Observation data Epoch J2000.0 Equinox ICRS
- Constellation: Carina
- Right ascension: 10^{h} 55^{m} 17.22180^{s}
- Declination: −60° 31′ 01.2040″
- Apparent magnitude (V): 5.93

Characteristics
- Evolutionary stage: Horizontal branch
- Spectral type: K0III
- B−V color index: +1.065±0.007
- Variable type: Constant

Astrometry
- Radial velocity (R_{v}): −25.5±2.9 km/s
- Proper motion (μ): RA: −35.033 mas/yr Dec.: +85.430 mas/yr
- Parallax (π): 11.6000±0.0287 mas
- Distance: 281.2 ± 0.7 ly (86.2 ± 0.2 pc)
- Absolute magnitude (M_{V}): 1.08

Details
- Mass: 2.7 M_{☉}
- Radius: 9.0 R_{☉}
- Luminosity: 44 L_{☉}
- Surface gravity (log g): 2.85 cgs
- Temperature: 4,976 K
- Metallicity [Fe/H]: −0.07 dex
- Rotational velocity (v sin i): 2.2 km/s
- Age: 502 Myr
- Other designations: T Car, AAVSO 1051-59, CD−59°3419, CPD−59°2840, GC 15026, HD 94776, HIP 53394, HR 4271, SAO 251178

Database references
- SIMBAD: data

= HD 94476 =

Star in the constellation Carina

HD 94476 is a star in the southern constellation of Carina. Although given the variable star designation T Carinae, it is now thought to be constant; the identifier HD 94776 from the Henry Draper catalogue may be used instead. It has an orange hue and is dimly visible to the naked eye with an apparent visual magnitude of 5.93. The distance to this object is 281 light years based on parallax, and it has an absolute magnitude of 1.08. It is drifting closer to the Sun with a radial velocity of −26 km/s.
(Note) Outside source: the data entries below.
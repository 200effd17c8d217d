//! Client core of the cities and countries admin.
//!
//! The `data` feature builds the plain data layer: domain types, query
//! building and form validation. The default `client` feature adds the HTTP
//! repository, the list and validation gates, and the edit services.

pub mod domain;
pub mod forms;
pub mod pagination;

#[cfg(feature = "client")]
pub mod dto;
#[cfg(feature = "client")]
pub mod gate;
#[cfg(feature = "client")]
pub mod models;
#[cfg(feature = "client")]
pub mod repository;
#[cfg(feature = "client")]
pub mod services;
use std::sync::LazyLock;

use regex::Regex;
use serde::Deserialize;
use validator::Validate;

use crate::domain::country::{Country, NewCountry};
use crate::domain::types::{CountryName, IsoCode};
use crate::domain::validation::ValidationIntent;
use crate::forms::FormError;

static ISO2_RE: LazyLock<Regex> =
    LazyLock::new(|| Regex::new(r"^[a-zA-Z]{2}$").expect("unable to compile iso2 regex"));
static ISO3_RE: LazyLock<Regex> =
    LazyLock::new(|| Regex::new(r"^[a-zA-Z]{3}$").expect("unable to compile iso3 regex"));

#[derive(Clone, Debug, Default, Deserialize, Validate)]
/// Form data for creating or editing a country.
pub struct CountryForm {
    #[validate(length(min = 1))]
    pub name: String,
    #[validate(regex(path = *ISO2_RE))]
    pub iso2: String,
    #[validate(regex(path = *ISO3_RE))]
    pub iso3: String,
}

impl CountryForm {
    /// Fields that are also checked for uniqueness on the server.
    pub const FIELDS: [&'static str; 3] = ["name", "iso2", "iso3"];

    pub fn to_new_country(&self) -> Result<NewCountry, FormError> {
        self.validate()?;
        Ok(NewCountry::new(
            CountryName::new(self.name.as_str())?,
            IsoCode::new(self.iso2.as_str(), 2)?,
            IsoCode::new(self.iso3.as_str(), 3)?,
        ))
    }

    /// Uniqueness check for `field` of the country identified by `country_id`.
    /// Returns `None` for unknown fields.
    ///
    /// The value is normalized the way [`Self::to_new_country`] stores it;
    /// values that do not pass local validation are sent as typed.
    pub fn intent(&self, country_id: Option<i32>, field: &str) -> Option<ValidationIntent> {
        let (raw, normalized) = match field {
            "name" => (&self.name, CountryName::new(self.name.as_str()).map(String::from)),
            "iso2" => (&self.iso2, IsoCode::new(self.iso2.as_str(), 2).map(IsoCode::into_inner)),
            "iso3" => (&self.iso3, IsoCode::new(self.iso3.as_str(), 3).map(IsoCode::into_inner)),
            _ => return None,
        };
        let value = normalized.unwrap_or_else(|_| raw.clone());
        Some(ValidationIntent::new(country_id, field, value))
    }
}

impl From<&Country> for CountryForm {
    fn from(country: &Country) -> Self {
        Self {
            name: country.name.clone(),
            iso2: country.iso2.clone(),
            iso3: country.iso3.clone(),
        }
    }
}
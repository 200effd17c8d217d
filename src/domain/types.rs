//! Strongly-typed value objects used by domain entities.
//!
//! These wrappers enforce basic invariants (positive identifiers, trimmed
//! non-empty names, ISO country codes) so that once a value reaches the domain
//! layer it can be treated as trusted.
use std::fmt::{Display, Formatter};
use std::ops::Deref;

use serde::{Deserialize, Serialize};
use thiserror::Error;

/// Errors produced when attempting to construct a constrained value object.
#[derive(Debug, Error, PartialEq, Eq)]
pub enum TypeConstraintError {
    /// Provided identifier is zero or negative.
    #[error("id must be greater than zero")]
    NonPositiveId,
    /// Provided string contained no non-whitespace characters.
    #[error("value cannot be empty")]
    EmptyString,
    /// Provided ISO code has the wrong length or non-letter characters.
    #[error("invalid ISO code: {0}")]
    InvalidIsoCode(String),
    /// Provided coordinate is not a number or lies outside its range.
    #[error("invalid coordinate: {0}")]
    InvalidCoordinate(String),
}

/// Macro to generate lightweight newtypes for positive identifiers.
macro_rules! id_newtype {
    ($name:ident, $doc:expr) => {
        #[doc = $doc]
        #[derive(Clone, Copy, Debug, Serialize, Deserialize, PartialEq, Eq, Hash)]
        pub struct $name(i32);

        impl $name {
            /// Creates a new identifier ensuring it is greater than zero.
            pub fn new(value: i32) -> Result<Self, TypeConstraintError> {
                if value > 0 {
                    Ok(Self(value))
                } else {
                    Err(TypeConstraintError::NonPositiveId)
                }
            }

            /// Returns the raw `i32` backing this identifier.
            pub const fn get(self) -> i32 {
                self.0
            }
        }

        impl Display for $name {
            fn fmt(&self, f: &mut Formatter<'_>) -> std::fmt::Result {
                write!(f, "{}", self.0)
            }
        }

        impl TryFrom<i32> for $name {
            type Error = TypeConstraintError;

            fn try_from(value: i32) -> Result<Self, Self::Error> {
                Self::new(value)
            }
        }

        impl From<$name> for i32 {
            fn from(value: $name) -> Self {
                value.0
            }
        }
    };
}

id_newtype!(CityId, "Unique identifier for a city.");
id_newtype!(CountryId, "Unique identifier for a country.");

/// Wrapper for non-empty, trimmed strings.
#[derive(Clone, Debug, Serialize, Deserialize, PartialEq, Eq, Hash)]
pub struct NonEmptyString(String);

impl NonEmptyString {
    /// Trims whitespace and rejects empty inputs.
    pub fn new<S: Into<String>>(value: S) -> Result<Self, TypeConstraintError> {
        let trimmed = value.into().trim().to_string();
        if trimmed.is_empty() {
            return Err(TypeConstraintError::EmptyString);
        }
        Ok(Self(trimmed))
    }

    /// Borrow the inner string.
    pub fn as_str(&self) -> &str {
        &self.0
    }

    /// Consume the wrapper returning the owned string.
    pub fn into_inner(self) -> String {
        self.0
    }
}

impl Display for NonEmptyString {
    fn fmt(&self, f: &mut Formatter<'_>) -> std::fmt::Result {
        write!(f, "{}", self.0)
    }
}

macro_rules! non_empty_string_newtype {
    ($name:ident, $doc:expr) => {
        #[doc = $doc]
        #[derive(Clone, Debug, Serialize, Deserialize, PartialEq, Eq, PartialOrd, Ord, Hash)]
        pub struct $name(String);

        impl $name {
            /// Constructs a trimmed, non-empty value.
            pub fn new<S: Into<String>>(value: S) -> Result<Self, TypeConstraintError> {
                let inner = NonEmptyString::new(value)?;
                Ok(Self(inner.into_inner()))
            }

            /// Borrow the value as a string slice.
            pub fn as_str(&self) -> &str {
                &self.0
            }

            /// Consume the wrapper and return the owned string.
            pub fn into_inner(self) -> String {
                self.0
            }
        }

        impl Deref for $name {
            type Target = str;

            fn deref(&self) -> &Self::Target {
                &self.0
            }
        }

        impl Display for $name {
            fn fmt(&self, f: &mut Formatter<'_>) -> std::fmt::Result {
                write!(f, "{}", self.0)
            }
        }

        impl TryFrom<String> for $name {
            type Error = TypeConstraintError;

            fn try_from(value: String) -> Result<Self, Self::Error> {
                Self::new(value)
            }
        }

        impl TryFrom<&str> for $name {
            type Error = TypeConstraintError;

            fn try_from(value: &str) -> Result<Self, Self::Error> {
                Self::new(value)
            }
        }

        impl From<$name> for String {
            fn from(value: $name) -> Self {
                value.0
            }
        }
    };
}

non_empty_string_newtype!(CityName, "City name wrapper enforcing non-empty values.");

non_empty_string_newtype!(
    CountryName,
    "Country name wrapper enforcing non-empty values."
);

/// Upper-cased ISO 3166 country code of a fixed length.
#[derive(Clone, Debug, Serialize, Deserialize, PartialEq, Eq, Hash)]
pub struct IsoCode(String);

impl IsoCode {
    /// Validates that `value` is exactly `len` ASCII letters and upper-cases it.
    pub fn new<S: Into<String>>(value: S, len: usize) -> Result<Self, TypeConstraintError> {
        let value = value.into();
        let trimmed = value.trim();
        if trimmed.len() != len || !trimmed.chars().all(|c| c.is_ascii_alphabetic()) {
            return Err(TypeConstraintError::InvalidIsoCode(value));
        }
        Ok(Self(trimmed.to_ascii_uppercase()))
    }

    /// Borrow the code as a `&str`.
    pub fn as_str(&self) -> &str {
        &self.0
    }

    /// Convert into the owned inner `String`.
    pub fn into_inner(self) -> String {
        self.0
    }
}

impl Display for IsoCode {
    fn fmt(&self, f: &mut Formatter<'_>) -> std::fmt::Result {
        write!(f, "{}", self.0)
    }
}

/// Parses a latitude or longitude string, checking it lies within `±limit`.
pub fn parse_coordinate(value: &str, limit: f64) -> Result<f64, TypeConstraintError> {
    let parsed: f64 = value
        .trim()
        .parse()
        .map_err(|_| TypeConstraintError::InvalidCoordinate(value.to_string()))?;
    if !parsed.is_finite() || parsed.abs() > limit {
        return Err(TypeConstraintError::InvalidCoordinate(value.to_string()));
    }
    Ok(parsed)
}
This is an aging giant star with a stellar classification of K0III, which indicates it has exhausted the supply of hydrogen at its core and expanded off the main sequence. It is a red clump giant, which means it is on the horizontal branch and is undergoing core helium fusion. At present it has nine times the Sun's radius and is radiating 44 times the luminosity of the Sun from its photosphere at an effective temperature of ±4,976 K.

When used as a comparison star for AG Carinae in 1914 by H. E. Wood, this object was announced as a candidate variable star. A year later it was determined by R. Innis that it was AG Carinae that varied and this star is constant. Later, T Carinae became flagged as a low amplitude irregular variable. It is now catalogued as a probable constant star.